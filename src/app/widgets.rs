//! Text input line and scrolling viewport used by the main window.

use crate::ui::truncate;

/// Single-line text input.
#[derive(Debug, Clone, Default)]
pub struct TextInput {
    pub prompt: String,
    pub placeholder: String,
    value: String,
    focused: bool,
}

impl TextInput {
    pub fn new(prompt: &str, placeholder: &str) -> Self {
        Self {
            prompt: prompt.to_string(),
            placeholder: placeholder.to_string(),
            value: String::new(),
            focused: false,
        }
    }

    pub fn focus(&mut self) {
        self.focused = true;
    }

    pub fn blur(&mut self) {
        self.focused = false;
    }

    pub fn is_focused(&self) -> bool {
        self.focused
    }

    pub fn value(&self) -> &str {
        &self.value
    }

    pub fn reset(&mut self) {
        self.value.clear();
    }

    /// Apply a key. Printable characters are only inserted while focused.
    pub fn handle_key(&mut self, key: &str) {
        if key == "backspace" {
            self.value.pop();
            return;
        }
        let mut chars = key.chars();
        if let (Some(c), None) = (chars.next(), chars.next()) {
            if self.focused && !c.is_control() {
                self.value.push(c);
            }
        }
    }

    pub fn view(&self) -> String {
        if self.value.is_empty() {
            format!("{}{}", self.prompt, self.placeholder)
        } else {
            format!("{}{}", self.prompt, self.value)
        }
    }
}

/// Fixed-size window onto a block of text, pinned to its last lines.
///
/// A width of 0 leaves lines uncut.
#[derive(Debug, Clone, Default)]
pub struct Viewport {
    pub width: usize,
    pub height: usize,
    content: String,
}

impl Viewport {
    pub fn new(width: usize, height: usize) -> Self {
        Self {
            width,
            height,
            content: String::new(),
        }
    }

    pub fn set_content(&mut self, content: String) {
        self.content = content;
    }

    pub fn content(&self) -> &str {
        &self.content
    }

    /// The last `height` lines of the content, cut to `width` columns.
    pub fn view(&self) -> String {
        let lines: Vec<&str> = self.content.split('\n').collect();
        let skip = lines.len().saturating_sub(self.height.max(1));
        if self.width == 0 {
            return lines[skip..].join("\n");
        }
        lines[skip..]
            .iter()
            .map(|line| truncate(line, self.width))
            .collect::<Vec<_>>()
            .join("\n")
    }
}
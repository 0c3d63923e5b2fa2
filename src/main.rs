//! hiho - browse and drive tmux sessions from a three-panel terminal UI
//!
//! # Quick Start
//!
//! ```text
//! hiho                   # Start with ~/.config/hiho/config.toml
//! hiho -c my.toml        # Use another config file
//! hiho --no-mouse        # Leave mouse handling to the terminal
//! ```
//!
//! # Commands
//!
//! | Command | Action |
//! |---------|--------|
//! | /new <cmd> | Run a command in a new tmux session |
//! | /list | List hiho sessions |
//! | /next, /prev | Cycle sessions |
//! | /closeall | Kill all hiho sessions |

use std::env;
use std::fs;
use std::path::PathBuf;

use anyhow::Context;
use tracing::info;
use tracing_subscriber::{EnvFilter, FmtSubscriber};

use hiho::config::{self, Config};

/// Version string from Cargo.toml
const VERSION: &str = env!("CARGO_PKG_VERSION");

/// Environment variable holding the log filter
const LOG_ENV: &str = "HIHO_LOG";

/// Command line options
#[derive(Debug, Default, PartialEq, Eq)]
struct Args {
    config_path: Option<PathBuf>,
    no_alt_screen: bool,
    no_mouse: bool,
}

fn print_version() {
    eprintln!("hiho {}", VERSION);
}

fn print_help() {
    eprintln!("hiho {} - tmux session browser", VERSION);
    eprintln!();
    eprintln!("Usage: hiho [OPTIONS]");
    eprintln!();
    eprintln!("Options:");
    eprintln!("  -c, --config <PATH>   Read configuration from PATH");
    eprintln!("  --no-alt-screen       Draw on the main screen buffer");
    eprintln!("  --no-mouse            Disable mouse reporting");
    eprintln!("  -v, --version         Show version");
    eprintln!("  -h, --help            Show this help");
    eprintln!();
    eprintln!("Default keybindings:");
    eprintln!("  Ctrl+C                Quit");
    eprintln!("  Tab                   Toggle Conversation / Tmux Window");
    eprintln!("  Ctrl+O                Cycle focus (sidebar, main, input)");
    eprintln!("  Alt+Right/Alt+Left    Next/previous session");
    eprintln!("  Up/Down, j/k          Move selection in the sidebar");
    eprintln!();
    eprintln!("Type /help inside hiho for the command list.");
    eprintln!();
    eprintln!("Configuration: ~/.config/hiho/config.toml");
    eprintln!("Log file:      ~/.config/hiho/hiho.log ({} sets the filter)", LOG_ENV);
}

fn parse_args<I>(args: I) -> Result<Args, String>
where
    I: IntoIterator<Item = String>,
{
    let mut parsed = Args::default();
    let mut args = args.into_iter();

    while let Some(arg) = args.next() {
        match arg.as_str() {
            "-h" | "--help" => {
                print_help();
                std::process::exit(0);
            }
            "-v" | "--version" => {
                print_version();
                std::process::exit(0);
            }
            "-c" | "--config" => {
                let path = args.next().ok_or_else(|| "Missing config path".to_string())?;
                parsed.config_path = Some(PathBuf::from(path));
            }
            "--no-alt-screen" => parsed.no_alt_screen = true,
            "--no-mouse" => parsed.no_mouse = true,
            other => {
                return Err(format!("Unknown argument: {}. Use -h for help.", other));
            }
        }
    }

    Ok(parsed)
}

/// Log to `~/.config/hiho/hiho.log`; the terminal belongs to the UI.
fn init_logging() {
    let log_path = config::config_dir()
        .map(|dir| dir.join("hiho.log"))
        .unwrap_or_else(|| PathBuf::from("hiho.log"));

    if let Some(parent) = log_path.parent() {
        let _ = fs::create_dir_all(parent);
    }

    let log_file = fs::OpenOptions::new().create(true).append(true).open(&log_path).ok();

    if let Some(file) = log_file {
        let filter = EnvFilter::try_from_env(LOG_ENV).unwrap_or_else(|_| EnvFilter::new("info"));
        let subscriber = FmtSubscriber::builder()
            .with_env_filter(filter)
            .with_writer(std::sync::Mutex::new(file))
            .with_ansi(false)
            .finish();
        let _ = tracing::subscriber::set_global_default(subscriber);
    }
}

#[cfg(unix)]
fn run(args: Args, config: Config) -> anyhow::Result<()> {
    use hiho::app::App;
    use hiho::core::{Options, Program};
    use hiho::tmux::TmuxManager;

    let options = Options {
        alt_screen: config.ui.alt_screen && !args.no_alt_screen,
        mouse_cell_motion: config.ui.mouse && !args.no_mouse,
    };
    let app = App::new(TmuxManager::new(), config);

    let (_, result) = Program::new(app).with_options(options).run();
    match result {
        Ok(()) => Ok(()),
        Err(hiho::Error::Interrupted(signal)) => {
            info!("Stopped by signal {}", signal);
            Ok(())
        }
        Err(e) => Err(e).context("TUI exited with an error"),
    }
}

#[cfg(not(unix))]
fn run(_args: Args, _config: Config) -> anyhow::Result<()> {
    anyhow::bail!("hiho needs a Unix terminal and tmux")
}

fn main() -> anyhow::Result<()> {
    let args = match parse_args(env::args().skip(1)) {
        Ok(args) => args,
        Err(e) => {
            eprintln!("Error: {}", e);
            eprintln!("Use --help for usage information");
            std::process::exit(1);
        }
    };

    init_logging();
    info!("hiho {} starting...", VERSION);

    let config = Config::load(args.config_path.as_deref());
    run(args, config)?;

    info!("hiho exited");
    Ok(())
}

|---|

§ **Exercise objective**
The first line of the entries above marks where to begin; repeat each line exactly through the one that contains "let lines: Vec<&str>", and include that line.

§ **Task answer**
filename src/app/widgets.rs
//! Text input line and scrolling viewport used by the main window.

use crate::ui::truncate;

/// Single-line text input.
#[derive(Debug, Clone, Default)]
pub struct TextInput {
    pub prompt: String,
    pub placeholder: String,
    value: String,
    focused: bool,
}

impl TextInput {
    pub fn new(prompt: &str, placeholder: &str) -> Self {
        Self {
            prompt: prompt.to_string(),
            placeholder: placeholder.to_string(),
            value: String::new(),
            focused: false,
        }
    }

    pub fn focus(&mut self) {
        self.focused = true;
    }

    pub fn blur(&mut self) {
        self.focused = false;
    }

    pub fn is_focused(&self) -> bool {
        self.focused
    }

    pub fn value(&self) -> &str {
        &self.value
    }

    pub fn reset(&mut self) {
        self.value.clear();
    }

    /// Apply a key. Printable characters are only inserted while focused.
    pub fn handle_key(&mut self, key: &str) {
        if key == "backspace" {
            self.value.pop();
            return;
        }
        let mut chars = key.chars();
        if let (Some(c), None) = (chars.next(), chars.next()) {
            if self.focused && !c.is_control() {
                self.value.push(c);
            }
        }
    }

    pub fn view(&self) -> String {
        if self.value.is_empty() {
            format!("{}{}", self.prompt, self.placeholder)
        } else {
            format!("{}{}", self.prompt, self.value)
        }
    }
}

/// Fixed-size window onto a block of text, pinned to its last lines.
///
/// A width of 0 leaves lines uncut.
#[derive(Debug, Clone, Default)]
pub struct Viewport {
    pub width: usize,
    pub height: usize,
    content: String,
}

impl Viewport {
    pub fn new(width: usize, height: usize) -> Self {
        Self {
            width,
            height,
            content: String::new(),
        }
    }

    pub fn set_content(&mut self, content: String) {
        self.content = content;
    }

    pub fn content(&self) -> &str {
        &self.content
    }

    /// The last `height` lines of the content, cut to `width` columns.
    pub fn view(&self) -> String {
        let lines: Vec<&str> = self.content.split('\n').collect();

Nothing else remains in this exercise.